Los conciertos se extendían hasta las tres horas, con un sonido estupendo y un Leonard Cohen con ganas incluso de bromear y bailar. No me quito de la cabeza su imagen brincando sobre el Palacio de los Deportes en 2009 entrando y saliendo del escenario con su mítico sombrero en la mano como si fuera un adolescente. Agitar la mano para despedirte de él cuando volvía en 2012 porque sabías que probablemente nunca más volverías a verle, como así va a ser finalmente, uno de los recuerdos musicales más intensos que se puedan concebir. «Hineni, hineni / I’m ready, my Lord».

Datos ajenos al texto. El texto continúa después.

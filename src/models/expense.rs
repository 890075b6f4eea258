//! Expense model
//!
//! An expense is immutable once created: it is either kept as-is or removed.
//! New expenses come from an [`ExpenseDraft`], the raw user input, which is
//! validated field by field in a fixed order.

use chrono::NaiveDate;
use serde::{Deserialize, Serialize};
use std::fmt;

use super::category::ExpenseCategory;
use super::ids::ExpenseId;
use super::money::{self, Money, MAX_AMOUNT};

/// Date format used for user input and documents
pub const DATE_FORMAT: &str = "%Y-%m-%d";

/// A single recorded expense
///
/// Field order matches the stored document and JSON export.
#[derive(Debug, Clone, PartialEq, Eq, Serialize, Deserialize)]
pub struct Expense {
    /// Unique identifier
    pub id: ExpenseId,

    /// What the money was spent on
    pub title: String,

    /// Amount spent (always positive)
    #[serde(
        serialize_with = "money::decimal::serialize",
        deserialize_with = "money::decimal::deserialize_positive"
    )]
    pub amount: Money,

    /// Spending category
    pub category: ExpenseCategory,

    /// Calendar date of the expense
    pub date: NaiveDate,
}

impl Expense {
    /// Short human-readable description used in logs and confirmations
    pub fn describe(&self) -> String {
        format!("{} ({}, {})", self.title, self.amount, self.date)
    }
}

impl fmt::Display for Expense {
    fn fmt(&self, f: &mut fmt::Formatter<'_>) -> fmt::Result {
        write!(
            f,
            "{} {} {} {} {}",
            self.id, self.date, self.category, self.amount, self.title
        )
    }
}

/// Raw input for a new expense, as typed by the user
#[derive(Debug, Clone, Default)]
pub struct ExpenseDraft {
    pub title: String,
    pub amount: String,
    pub category: String,
    pub date: String,
}

impl ExpenseDraft {
    /// Create a draft from raw field values
    pub fn new(
        title: impl Into<String>,
        amount: impl Into<String>,
        category: impl Into<String>,
        date: impl Into<String>,
    ) -> Self {
        Self {
            title: title.into(),
            amount: amount.into(),
            category: category.into(),
            date: date.into(),
        }
    }

    /// Validate the draft and build an expense with a fresh ID
    ///
    /// Fields are checked in order title, amount, category, date; the first
    /// failure is reported.
    pub fn validate(&self) -> Result<Expense, ValidationError> {
        let title = self.title.trim();
        if title.is_empty() {
            return Err(ValidationError::new(InputField::Title, "cannot be empty"));
        }

        let amount = parse_positive_amount(&self.amount, InputField::Amount)?;

        if self.category.trim().is_empty() {
            return Err(ValidationError::new(InputField::Category, "must be selected"));
        }
        let category: ExpenseCategory = self
            .category
            .parse()
            .map_err(|e| ValidationError::new(InputField::Category, e))?;

        let date_input = self.date.trim();
        if date_input.is_empty() {
            return Err(ValidationError::new(InputField::Date, "must be provided"));
        }
        let date = NaiveDate::parse_from_str(date_input, DATE_FORMAT).map_err(|_| {
            ValidationError::new(
                InputField::Date,
                format!("'{}' is not a valid date (use YYYY-MM-DD)", date_input),
            )
        })?;

        Ok(Expense {
            id: ExpenseId::new(),
            title: title.to_string(),
            amount,
            category,
            date,
        })
    }
}

/// Parse a strictly positive amount, at most [`MAX_AMOUNT`], for the given field
pub fn parse_positive_amount(input: &str, field: InputField) -> Result<Money, ValidationError> {
    let amount =
        Money::parse(input).map_err(|e| ValidationError::new(field, e.to_string()))?;
    if !amount.is_positive() {
        return Err(ValidationError::new(field, "must be greater than zero"));
    }
    if !amount.is_within_limit() {
        return Err(ValidationError::new(
            field,
            format!("must not exceed {}", MAX_AMOUNT.format_plain()),
        ));
    }
    Ok(amount)
}

/// User-editable input fields
#[derive(Debug, Clone, Copy, PartialEq, Eq)]
pub enum InputField {
    Title,
    Amount,
    Category,
    Date,
    BudgetGoal,
}

impl InputField {
    pub fn name(&self) -> &'static str {
        match self {
            Self::Title => "title",
            Self::Amount => "amount",
            Self::Category => "category",
            Self::Date => "date",
            Self::BudgetGoal => "budget goal",
        }
    }
}

impl fmt::Display for InputField {
    fn fmt(&self, f: &mut fmt::Formatter<'_>) -> fmt::Result {
        f.write_str(self.name())
    }
}

/// Rejected user input, naming the first failing field
#[derive(Debug, Clone, PartialEq, Eq)]
pub struct ValidationError {
    pub field: InputField,
    pub reason: String,
}

impl ValidationError {
    pub fn new(field: InputField, reason: impl fmt::Display) -> Self {
        Self {
            field,
            reason: reason.to_string(),
        }
    }
}

impl fmt::Display for ValidationError {
    fn fmt(&self, f: &mut fmt::Formatter<'_>) -> fmt::Result {
        write!(f, "Invalid {}: {}", self.field, self.reason)
    }
}

impl std::error::Error for ValidationError {}

#[cfg(test)]
mod tests {
    use super::*;

    fn draft() -> ExpenseDraft {
        ExpenseDraft::new("Coffee", "3.50", "Food", "2024-01-05")
    }

    #[test]
    fn test_valid_draft() {
        let expense = draft().validate().unwrap();
        assert_eq!(expense.title, "Coffee");
        assert_eq!(expense.amount, Money::from_cents(350));
        assert_eq!(expense.category, ExpenseCategory::Food);
        assert_eq!(expense.date, NaiveDate::from_ymd_opt(2024, 1, 5).unwrap());
    }

    #[test]
    fn test_title_is_trimmed() {
        let mut d = draft();
        d.title = "  Lunch  ".into();
        assert_eq!(d.validate().unwrap().title, "Lunch");
    }

    #[test]
    fn test_each_draft_gets_a_new_id() {
        let a = draft().validate().unwrap();
        let b = draft().validate().unwrap();
        assert_ne!(a.id, b.id);
    }

    #[test]
    fn test_zero_amount_names_amount() {
        let mut d = draft();
        d.amount = "0".into();
        let err = d.validate().unwrap_err();
        assert_eq!(err.field, InputField::Amount);
    }

    #[test]
    fn test_non_numeric_and_negative_amounts_rejected() {
        for bad in ["", "abc", "-4", "NaN", "inf", "1.234"] {
            let mut d = draft();
            d.amount = bad.into();
            assert_eq!(d.validate().unwrap_err().field, InputField::Amount, "{bad:?}");
        }
    }

    #[test]
    fn test_amount_limit() {
        let mut d = draft();
        d.amount = "999999999999.99".into();
        assert_eq!(d.validate().unwrap().amount, MAX_AMOUNT);

        d.amount = "50000000000000000".into();
        let err = d.validate().unwrap_err();
        assert_eq!(err.field, InputField::Amount);
        assert_eq!(
            err.to_string(),
            "Invalid amount: must not exceed 999999999999.99"
        );

        let err = parse_positive_amount("1000000000000", InputField::BudgetGoal).unwrap_err();
        assert_eq!(err.field, InputField::BudgetGoal);
    }

    #[test]
    fn test_stored_non_positive_amount_is_rejected() {
        let mut value = serde_json::to_value(draft().validate().unwrap()).unwrap();
        value["amount"] = serde_json::json!(0);
        assert!(serde_json::from_value::<Expense>(value.clone()).is_err());

        value["amount"] = serde_json::json!("-3.50");
        assert!(serde_json::from_value::<Expense>(value).is_err());
    }

    #[test]
    fn test_first_failing_field_wins() {
        let all_bad = ExpenseDraft::new(" ", "0", "Nope", "yesterday");
        assert_eq!(all_bad.validate().unwrap_err().field, InputField::Title);

        let from_amount = ExpenseDraft::new("Tea", "x", "Nope", "yesterday");
        assert_eq!(from_amount.validate().unwrap_err().field, InputField::Amount);

        let from_category = ExpenseDraft::new("Tea", "1", "Nope", "yesterday");
        assert_eq!(
            from_category.validate().unwrap_err().field,
            InputField::Category
        );

        let from_date = ExpenseDraft::new("Tea", "1", "food", "2024-02-30");
        assert_eq!(from_date.validate().unwrap_err().field, InputField::Date);
    }

    #[test]
    fn test_empty_category_rejected() {
        let mut d = draft();
        d.category = String::new();
        let err = d.validate().unwrap_err();
        assert_eq!(err.field, InputField::Category);
        assert_eq!(err.to_string(), "Invalid category: must be selected");
    }

    #[test]
    fn test_serialization_shape() {
        let expense = draft().validate().unwrap();
        let value = serde_json::to_value(&expense).unwrap();
        let obj = value.as_object().unwrap();
        let keys: Vec<&str> = obj.keys().map(String::as_str).collect();
        assert_eq!(keys.len(), 5);
        assert_eq!(value["title"], "Coffee");
        assert_eq!(value["amount"], 3.5);
        assert_eq!(value["category"], "Food");
        assert_eq!(value["date"], "2024-01-05");

        let back: Expense = serde_json::from_value(value).unwrap();
        assert_eq!(back, expense);
    }
}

Una mirada a su pasado, a sus ideas, era el descubrimiento de una personalidad queda y discreta, pero siempre fascinante y respetada. Ayudado por el contraste entre su robusta voz y su fraseo lento y tranquilo, es loable la solemnidad y la elegancia que ha dejado en absolutamente todo lo que ha tocado. Leonard Cohen, que no editaba su primer álbum hasta la madurez que le daban los 33 años, ha sido evidentemente querido y admirado por cantautores como Bob Dylan o Nacho Vegas, además de versionado hasta la saciedad también por artistas y seguidores de la música de todos los estilos. Al margen de su gusto por las diferentes sonoridades y paletas artísticas, los sintetizadores, los arreglos orquestales, incluso las remezclas en los últimos días de su vida y muy significativamente los coros femeninos, creo que somos muchos quienes por edad hemos visto en él una segunda versión de nuestro propio padre. Un padre al que acudir cuando estás triste para buscar una palabra que te reconforte, un padre en el que encontrar paz espiritual y calma cuando los fantasmas no te dejan dormir, un padre que nunca se derrumbaría delante de ti ni siquiera cuando los años empiezan a pesar y los bastones, la decadencia física empiezan a aparecer en escena. Hoy medio mundo es un poquito Adam Cohen. «Your father’s gone a-hunting / He’s deep in the forest so wild / And he cannot take his wife with him / He cannot take his child».